Short Story Structure: How to Write a Short Story in 5 Easy Steps

So, you want to write a short story. Neil Gaiman tells us the following, which I think is amazing:

“Short fiction is a fantastic place to
learn your craft as a writer.”

Short fiction is where you can explore, bend genres, test ideas, and see if you have enough material to last for five pages or for a hundred or more. It’s where you can do whatever you want and, if it doesn’t work, it doesn’t matter, it was only 5k words, not 50k.

It is also where you can train one ability specifically. For example, you want to learn to write a very complex character. It can be his drama of waking up and getting out of bed to go to a job that he hates. It would be very hard to read a 500-page ranting but it can be very relatable to read 5 pages of a character suffering to face real life while deciding if he will quit his job or be a responsible adult.

Short Story Structure: What is a short story

People like to say that anything above 7,5k is a novelette, and a short story would be less than that. I believe that a short story can be of any length, be it one sentence long, a page, or even 10k words. You decide if you will call it a “short story”, “a novella”, or something like this.

What a short story doesn’t have is a lot of meat. By that, I mean that a short story focus on the key points of the story. There’s no space for “filler scenes”.

You have to have clearly in mind what you want to convey with a short story and go directly to the main point.

How to write a short story in 5 easy steps

1. A short story is basically the climax of a novel. You don’t want to write everything else you would put in your novel. You want to start in the end, or in the climax, where the most important thing is happening.
 
STEP ONE FOR THE STRUCTURE: THE CLIMAX
 
Decide the climax and you’re good to go.

 
2. Open the story in the middle of the action. The structure is: action (climax) – end. Start here and fill in the details as you go. Go straight to the most important scene.


SHORT STORY STRUCTURE: ACTION – CLIMAX – END. Details as you go.

3. As you write the climax, tell the readers details about the characters. The characters must have lived their whole lives until this point of the story. They have to have a full personality, full context, you have to reveal it in bits and pieces, the most important stuff, the key elements, so your reader will understand the context, they will see that these characters have existed all along, but they will also be in the most important scene. Right after this scene, it’s the end of the story.
 
4. Focus on one problem only. A full novel has a lot going on: a lot of conflict, problems, and a gigantic plot. For a short story, you will want one conflict only, and you will open your story in the middle of this conflict, solving it next.
 
5. Your reader can’t feel lost. They have to know it all, even though it’s a small scene. So, in each description, ask yourself: what is this phrase causing in the reader? Why is this phrase here? Is it giving them emotion? Is it showing the character’s personality and background? If it’s not, cut it. Every word in a short story must have a purpose of advancing the story (okay, this is also the case in a novel but here is even more serious).
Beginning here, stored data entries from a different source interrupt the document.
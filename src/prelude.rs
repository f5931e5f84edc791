//=========================================================================
// Prelude
//=========================================================================
//
// Convenience module that re-exports commonly used types and traits.
//
// Usage:
//   use aetheric_platform::prelude::*;
//
//=========================================================================

//=== Public API ==========================================================

// Errors and geometry
pub use crate::core::error::{PalError, PalResult};
pub use crate::core::geometry::{Box2i, Vec2, Vec2i};

// Handles
pub use crate::core::handle::{ComponentId, CursorHandle, DisplayHandle, IconHandle, WindowHandle};

// Events
pub use crate::core::event_queue::{
    ClipboardFormat, DispatchError, EventQueue, ListenerId, ListenerResult, PlatformEvent, PlatformEventType,
};
pub use crate::core::input::{KeyCode, Modifiers, MouseButton};

// Component traits
pub use crate::core::display::{DisplayComponent, Monitor, VideoMode, DEFAULT_DPI};
pub use crate::core::hints::{GraphicsApiHints, OpenGlHints, OpenGlProfile};
pub use crate::core::window::{
    CursorCaptureMode, HitType, SizeLimits, SystemCursor, WindowCapabilities, WindowComponent, WindowMode,
    WindowStyle,
};

// Backends
pub use crate::platform::sdl::{SdlDisplayComponent, SdlWindowComponent};
pub use crate::platform::win32::Win32DisplayComponent;
#[cfg(not(any(target_arch = "wasm32", target_os = "android", target_os = "ios")))]
pub use crate::platform::winit::WinitWindowComponent;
For example, in the example given above of the character struggling to get out of bed:
 
1. The opening scene would be when his alarm goes off. He doesn’t want to go.
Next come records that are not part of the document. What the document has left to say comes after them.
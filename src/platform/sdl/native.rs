//=========================================================================
// SDL2 Native Driver
//=========================================================================
//
// `SdlVideo` over libSDL2 through the `sdl2` crate. Built with the
// `sdl2` cargo feature.
//
// Architecture:
// ```text
//  SdlWindowComponent / SdlDisplayComponent
//        │ SdlVideo
//        ▼
//  Sdl2Video
//   ├─ VideoSubsystem      windows, displays, GL attributes, clipboard
//   ├─ RefCell<EventPump>  poll_event / wait_event (&self)
//   └─ ACTIVE_HOOKS        hit-test hooks of the poll in progress
//        ▲
//        │ SDL_HitTest (C callback, same thread, inside SDL_PollEvent)
//  hit_test_trampoline
// ```
//
// Native windows are owned here, keyed by their SDL window id. Calls the
// `sdl2` crate does not wrap without panicking (GL attributes, border
// sizes, always-on-top, flashing, hit-testing, global mouse state) go
// through `sdl2::sys`.
//
//=========================================================================

//=== External Dependencies ===============================================

use std::cell::{Cell, RefCell};
use std::collections::HashMap;
use std::ffi::c_void;
use std::os::raw::c_int;
use std::panic::{catch_unwind, AssertUnwindSafe};
use std::path::PathBuf;

use log::{debug, info};
use sdl2::event::{DisplayEvent, Event, WindowEvent};
use sdl2::mouse::{Cursor, MouseButton, MouseWheelDirection, SystemCursor};
use sdl2::pixels::PixelFormatEnum;
use sdl2::rect::Rect;
use sdl2::surface::Surface;
use sdl2::sys;
use sdl2::video::{DisplayMode, FullscreenType, Window, WindowPos};
use sdl2::{EventPump, Sdl, VideoSubsystem};

//=== Internal Dependencies ===============================================

use super::video::{
    GlAttr, SdlBorders, SdlCursorId, SdlDisplayEvent, SdlDisplayMode, SdlEvent, SdlFullscreen,
    SdlHitTestResult, SdlHooks, SdlKeymod, SdlRect, SdlSystemCursor, SdlVideo, SdlWindowEvent, SdlWindowFlags,
    SdlWindowId, BUTTON_LEFT, BUTTON_MIDDLE, BUTTON_RIGHT, BUTTON_X1, BUTTON_X2,
};

//=== Active Hooks ========================================================

type HooksPtr = *mut (dyn SdlHooks + 'static);

thread_local! {
    /// Hooks of the `poll_event`/`wait_event` call running on this thread.
    static ACTIVE_HOOKS: Cell<Option<HooksPtr>> = const { Cell::new(None) };
}

/// Publishes `hooks` to the C trampoline for the duration of one poll.
struct HooksGuard {
    previous: Option<HooksPtr>,
}

impl HooksGuard {
    fn install(hooks: &mut dyn SdlHooks) -> Self {
        let borrowed: *mut (dyn SdlHooks + '_) = hooks;
        // SAFETY: only the lifetime bound is erased. The pointer is
        // withdrawn in `Drop`, before `hooks` goes out of scope.
        let erased = unsafe { std::mem::transmute::<*mut (dyn SdlHooks + '_), HooksPtr>(borrowed) };
        let previous = ACTIVE_HOOKS.with(|slot| slot.replace(Some(erased)));
        Self { previous }
    }
}

impl Drop for HooksGuard {
    fn drop(&mut self) {
        ACTIVE_HOOKS.with(|slot| slot.set(self.previous));
    }
}

unsafe extern "C" fn hit_test_trampoline(
    window: *mut sys::SDL_Window,
    area: *const sys::SDL_Point,
    _data: *mut c_void,
) -> sys::SDL_HitTestResult {
    let Some(hooks) = ACTIVE_HOOKS.with(Cell::get) else {
        // SDL only asks while events are pumped; outside a poll there is
        // no callback to consult.
        return sys::SDL_HitTestResult::SDL_HITTEST_NORMAL;
    };

    // SAFETY: SDL passes a live window and point for the duration of the call.
    let (id, point) = unsafe { (sys::SDL_GetWindowID(window), ((*area).x, (*area).y)) };

    // SAFETY: the guard keeps `hooks` alive and exclusive to this poll, and
    // the trampoline runs synchronously on the polling thread.
    let result = catch_unwind(AssertUnwindSafe(|| unsafe { (*hooks).hit_test(id, point) }))
        .unwrap_or(SdlHitTestResult::Normal);

    hit_test_result(result)
}

//=== Conversions =========================================================

fn hit_test_result(result: SdlHitTestResult) -> sys::SDL_HitTestResult {
    use sys::SDL_HitTestResult as Native;
    match result {
        SdlHitTestResult::Normal => Native::SDL_HITTEST_NORMAL,
        SdlHitTestResult::Draggable => Native::SDL_HITTEST_DRAGGABLE,
        SdlHitTestResult::ResizeTopLeft => Native::SDL_HITTEST_RESIZE_TOPLEFT,
        SdlHitTestResult::ResizeTop => Native::SDL_HITTEST_RESIZE_TOP,
        SdlHitTestResult::ResizeTopRight => Native::SDL_HITTEST_RESIZE_TOPRIGHT,
        SdlHitTestResult::ResizeRight => Native::SDL_HITTEST_RESIZE_RIGHT,
        SdlHitTestResult::ResizeBottomRight => Native::SDL_HITTEST_RESIZE_BOTTOMRIGHT,
        SdlHitTestResult::ResizeBottom => Native::SDL_HITTEST_RESIZE_BOTTOM,
        SdlHitTestResult::ResizeBottomLeft => Native::SDL_HITTEST_RESIZE_BOTTOMLEFT,
        SdlHitTestResult::ResizeLeft => Native::SDL_HITTEST_RESIZE_LEFT,
    }
}

fn gl_attr(attr: GlAttr) -> sys::SDL_GLattr {
    use sys::SDL_GLattr as Native;
    match attr {
        GlAttr::RedSize => Native::SDL_GL_RED_SIZE,
        GlAttr::GreenSize => Native::SDL_GL_GREEN_SIZE,
        GlAttr::BlueSize => Native::SDL_GL_BLUE_SIZE,
        GlAttr::AlphaSize => Native::SDL_GL_ALPHA_SIZE,
        GlAttr::DoubleBuffer => Native::SDL_GL_DOUBLEBUFFER,
        GlAttr::DepthSize => Native::SDL_GL_DEPTH_SIZE,
        GlAttr::StencilSize => Native::SDL_GL_STENCIL_SIZE,
        GlAttr::MultisampleBuffers => Native::SDL_GL_MULTISAMPLEBUFFERS,
        GlAttr::MultisampleSamples => Native::SDL_GL_MULTISAMPLESAMPLES,
        GlAttr::FramebufferSrgbCapable => Native::SDL_GL_FRAMEBUFFER_SRGB_CAPABLE,
        GlAttr::ContextMajorVersion => Native::SDL_GL_CONTEXT_MAJOR_VERSION,
        GlAttr::ContextMinorVersion => Native::SDL_GL_CONTEXT_MINOR_VERSION,
        GlAttr::ContextFlags => Native::SDL_GL_CONTEXT_FLAGS,
        GlAttr::ContextProfileMask => Native::SDL_GL_CONTEXT_PROFILE_MASK,
    }
}

fn system_cursor(shape: SdlSystemCursor) -> SystemCursor {
    match shape {
        SdlSystemCursor::Arrow => SystemCursor::Arrow,
        SdlSystemCursor::IBeam => SystemCursor::IBeam,
        SdlSystemCursor::Wait => SystemCursor::Wait,
        SdlSystemCursor::Crosshair => SystemCursor::Crosshair,
        SdlSystemCursor::WaitArrow => SystemCursor::WaitArrow,
        SdlSystemCursor::SizeNwse => SystemCursor::SizeNWSE,
        SdlSystemCursor::SizeNesw => SystemCursor::SizeNESW,
        SdlSystemCursor::SizeWe => SystemCursor::SizeWE,
        SdlSystemCursor::SizeNs => SystemCursor::SizeNS,
        SdlSystemCursor::SizeAll => SystemCursor::SizeAll,
        SdlSystemCursor::No => SystemCursor::No,
        SdlSystemCursor::Hand => SystemCursor::Hand,
    }
}

/// Raw `SDL_BUTTON_*` code; unknown buttons become 0.
fn button_code(button: MouseButton) -> u8 {
    match button {
        MouseButton::Left => BUTTON_LEFT,
        MouseButton::Middle => BUTTON_MIDDLE,
        MouseButton::Right => BUTTON_RIGHT,
        MouseButton::X1 => BUTTON_X1,
        MouseButton::X2 => BUTTON_X2,
        MouseButton::Unknown => 0,
    }
}

fn window_event(event: WindowEvent) -> Option<SdlWindowEvent> {
    Some(match event {
        WindowEvent::Shown => SdlWindowEvent::Shown,
        WindowEvent::Hidden => SdlWindowEvent::Hidden,
        WindowEvent::Exposed => SdlWindowEvent::Exposed,
        WindowEvent::Moved(x, y) => SdlWindowEvent::Moved { x, y },
        WindowEvent::Resized(w, h) => SdlWindowEvent::Resized { w, h },
        WindowEvent::SizeChanged(w, h) => SdlWindowEvent::SizeChanged { w, h },
        WindowEvent::Minimized => SdlWindowEvent::Minimized,
        WindowEvent::Maximized => SdlWindowEvent::Maximized,
        WindowEvent::Restored => SdlWindowEvent::Restored,
        WindowEvent::Enter => SdlWindowEvent::Enter,
        WindowEvent::Leave => SdlWindowEvent::Leave,
        WindowEvent::FocusGained => SdlWindowEvent::FocusGained,
        WindowEvent::FocusLost => SdlWindowEvent::FocusLost,
        WindowEvent::Close => SdlWindowEvent::Close,
        WindowEvent::TakeFocus => SdlWindowEvent::TakeFocus,
        WindowEvent::HitTest => SdlWindowEvent::HitTest,
        WindowEvent::ICCProfChanged => SdlWindowEvent::IccProfileChanged,
        WindowEvent::DisplayChanged(display_index) => SdlWindowEvent::DisplayChanged { display_index },
        _ => return None,
    })
}

/// Converts one `sdl2` event into the PAL's native event record.
pub(super) fn convert_event(event: Event) -> SdlEvent {
    match event {
        Event::Quit { .. } => SdlEvent::Quit,
        Event::Window { window_id, win_event, .. } => match window_event(win_event) {
            Some(event) => SdlEvent::Window { window_id, event },
            None => SdlEvent::Other(sys::SDL_EventType::SDL_WINDOWEVENT as u32),
        },
        Event::KeyDown { window_id, scancode, keymod, repeat, .. } => SdlEvent::KeyDown {
            window_id,
            scancode: scancode.map_or(0, |code| code as i32 as u32),
            keymod: SdlKeymod::from_bits_truncate(keymod.bits()),
            repeat,
        },
        Event::KeyUp { window_id, scancode, keymod, .. } => SdlEvent::KeyUp {
            window_id,
            scancode: scancode.map_or(0, |code| code as i32 as u32),
            keymod: SdlKeymod::from_bits_truncate(keymod.bits()),
        },
        Event::TextInput { window_id, text, .. } => SdlEvent::TextInput { window_id, text },
        Event::MouseMotion { window_id, x, y, .. } => SdlEvent::MouseMotion { window_id, x, y },
        Event::MouseButtonDown { window_id, mouse_btn, .. } => SdlEvent::MouseButtonDown {
            window_id,
            button: button_code(mouse_btn),
        },
        Event::MouseButtonUp { window_id, mouse_btn, .. } => SdlEvent::MouseButtonUp {
            window_id,
            button: button_code(mouse_btn),
        },
        Event::MouseWheel { window_id, x, y, precise_x, precise_y, direction, .. } => SdlEvent::MouseWheel {
            window_id,
            x,
            y,
            precise_x,
            precise_y,
            flipped: direction == MouseWheelDirection::Flipped,
        },
        Event::ClipboardUpdate { .. } => SdlEvent::ClipboardUpdate,
        Event::DropBegin { window_id, .. } => SdlEvent::DropBegin { window_id },
        Event::DropFile { window_id, filename, .. } => SdlEvent::DropFile {
            window_id,
            file: PathBuf::from(filename),
        },
        Event::DropComplete { window_id, .. } => SdlEvent::DropComplete { window_id },
        Event::Display { display_index, display_event, .. } => {
            let event = match display_event {
                DisplayEvent::Orientation(_) => SdlDisplayEvent::Orientation,
                DisplayEvent::Connected => SdlDisplayEvent::Connected,
                DisplayEvent::Disconnected => SdlDisplayEvent::Disconnected,
                _ => return SdlEvent::Other(sys::SDL_EventType::SDL_DISPLAYEVENT as u32),
            };
            SdlEvent::Display { display_index, event }
        }
        Event::Unknown { type_, .. } => SdlEvent::Other(type_),
        _ => SdlEvent::Other(0),
    }
}

fn rect(rect: Rect) -> SdlRect {
    SdlRect {
        x: rect.x(),
        y: rect.y(),
        w: i32::try_from(rect.width()).unwrap_or(i32::MAX),
        h: i32::try_from(rect.height()).unwrap_or(i32::MAX),
    }
}

fn display_mode(mode: DisplayMode) -> SdlDisplayMode {
    SdlDisplayMode {
        bits_per_pixel: mode.format.into_masks().map_or(0, |masks| u32::from(masks.bpp)),
        w: mode.w,
        h: mode.h,
        refresh_rate: mode.refresh_rate,
    }
}

fn dimension(value: i32) -> u32 {
    u32::try_from(value).unwrap_or(0)
}

fn signed((w, h): (u32, u32)) -> (i32, i32) {
    (i32::try_from(w).unwrap_or(i32::MAX), i32::try_from(h).unwrap_or(i32::MAX))
}

fn sdl_bool(value: bool) -> sys::SDL_bool {
    if value {
        sys::SDL_bool::SDL_TRUE
    } else {
        sys::SDL_bool::SDL_FALSE
    }
}

/// Maps an SDL status code to `Err(SDL_GetError())`.
fn check(status: c_int) -> Result<(), String> {
    if status == 0 {
        Ok(())
    } else {
        Err(sdl2::get_error())
    }
}

//=== Sdl2Video ===========================================================

struct Subsystem {
    sdl: Sdl,
    video: VideoSubsystem,
    pump: RefCell<EventPump>,
}

/// libSDL2 video driver.
pub struct Sdl2Video {
    // Native objects are declared first so they drop before the subsystem.
    windows: HashMap<SdlWindowId, Window>,
    cursors: HashMap<SdlCursorId, Cursor>,
    next_cursor: SdlCursorId,
    subsystem: Option<Subsystem>,
}

impl Sdl2Video {
    /// Nothing is loaded until `SdlVideo::init`.
    pub fn new() -> Self {
        Self {
            windows: HashMap::new(),
            cursors: HashMap::new(),
            next_cursor: 1,
            subsystem: None,
        }
    }

    fn subsystem(&self) -> Result<&Subsystem, String> {
        self.subsystem
            .as_ref()
            .ok_or_else(|| "SDL video subsystem is not initialised".to_string())
    }

    fn video(&self) -> Result<&VideoSubsystem, String> {
        self.subsystem().map(|s| &s.video)
    }

    fn window(&self, id: SdlWindowId) -> Option<&Window> {
        let window = self.windows.get(&id);
        if window.is_none() {
            debug!(target: "pal::sdl", "No native window {}", id);
        }
        window
    }

    fn window_mut(&mut self, id: SdlWindowId) -> Option<&mut Window> {
        let window = self.windows.get_mut(&id);
        if window.is_none() {
            debug!(target: "pal::sdl", "No native window {}", id);
        }
        window
    }

    fn require_window(&mut self, id: SdlWindowId) -> Result<&mut Window, String> {
        self.windows
            .get_mut(&id)
            .ok_or_else(|| format!("Invalid window id {}", id))
    }
}

impl Default for Sdl2Video {
    fn default() -> Self {
        Self::new()
    }
}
It wouldn’t start when he was going to bed in the previous night or something like this. It would be in the heart of the conflict: he doesn’t want to go to work.
 
2. The reader has to understand WHY this character doesn’t want to go to work. While he sits in bed, write about his reasons. Make the conflict grow. What is going on and what will the character do next?
 
3. I would probably think about a plot twist now. Something unexpected. But you decide. He can even dream that he went to work and killed everybody there but woke up to see everything normal, or he can get up and go, he can call his boss and tell him to go to hell… You decide, the thing is: the climax is gone, and now you have to solve the ONE problem the character has.
 
There you go. You have a short story.

Short Story Structure: Short Story Writing Exercise

Neil Gaiman even told us that he imagines he is paying for each word. If you hire an editor, you are actually paying for each word. Imagine that each of them costs you 0,50 cents. Now, sum it up to see how much you would pay. Try to decrease your costs by cutting every word off.

Try to make your story 1/3 shorter than what it is right now.

Do you have more than one conflict? Analyze it. You want only one conflict, starting in the climax of the story, and the next thing being the solution.